My problem is that women my age seem to have only one agenda: marriage. One very nice lady finally clarified her feelings by saying that at this time in her life, she didn't have time for "just dating" because in a few years she'd be 60.
I understand her dilemma, but I'm not interested in younger women. I try hard to make it clear at the beginning of any relationship that marriage is out of the question, and I don't proceed with the relationship unless the lady wholeheartedly agrees. But somehow I have broken five good hearts, whose only transgression was falling in love with me. – Nobody's Retirement Husband
Dear N.R.H.: I admire your self-image. You must be doing something right to have the ladies lining up the way they are.
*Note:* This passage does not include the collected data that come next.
//! # Codec
//!
//! The translation layer between structured values and text frames.
//!
//! Envelopes are always built as `serde_json::Value` trees first; a
//! [`Transformer`] then decides how a tree becomes a string and back. Any
//! transformer that round-trips through strings is acceptable, including ones
//! that preserve extended value types in their own encoding.

use serde_json::Value;

use crate::error::Error;
use crate::error::Result;

/// Pluggable value <-> frame conversion.
pub trait Transformer: Send + Sync + 'static {
    fn stringify(&self, value: &Value) -> Result<String>;
    fn parse(&self, frame: &str) -> Result<Value>;
}

/// Plain JSON. The default for servers and clients.
#[derive(Clone, Copy, Debug, Default)]
pub struct Json;

impl Transformer for Json {
    fn stringify(&self, value: &Value) -> Result<String> {
        serde_json::to_string(value).map_err(|e| Error::Serialize(e.to_string()))
    }

    fn parse(&self, frame: &str) -> Result<Value> {
        serde_json::from_str(frame).map_err(|e| Error::Parse(e.to_string()))
    }
}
However, you may not be as effective a communicator as you think you are if five different women failed to get the message you said you convey. I have several thoughts about your predicament:
If your only fear of marriage is that you would again be cleaned out financially, a strong prenuptial agreement could help you avoid any problem if a third marriage didn't work. However, if variety is what you prefer, then you should restate your message every few months as these relationships blossom. (Or you could move to a monastery and stop dangling yourself in the dating pool.)
Dear Abby: Once a year I type my ZIP code into a website to see who the registered sex offenders are in my area so I can be better informed and protect myself and my family. A photo, address and the charges attributed to the offender are posted on the site. My jaw dropped to the floor when I saw a man listed that I work with and see quite often. The picture looked recent.
I haven't said anything to him. I have known this person for five years and thought he was a good guy who respected women. I'd like to think it was a one-time mistake and that he would never do it again. But would he?
Should I tell my teenage daughter who sometimes visits me in the office? Should I tell the other women who work here? If a co-worker knew this kind of information and showed it to me, I'd be grateful to know. What do you think I should do? – Stunned in the City
Dear Stunned: Tell your daughter to keep her distance from this co-worker. But before you drop this bombshell at the office, you should first discuss what you have learned with your employer.
Dear Abby: I hope you can help with this etiquette question. My son and his wife believe that when you finish a good meal, you toss your napkin on the now-empty plate. They say this sends a message that the food was great.
I do not agree. Is placing a grubby napkin on the plate inappropriate behavior or is this legit? – Not A Napkin-Tossing Dad
Dear Dad: Your son and his wife need to re-read the chapter on table manners in their etiquette book. When a meal is finished and the plate is empty, diners should place their used napkins on the table BESIDE their dessert plate. It should not be placed on top of a dirty plate.
P.S. If they don't own an etiquette book, it appears they could use one.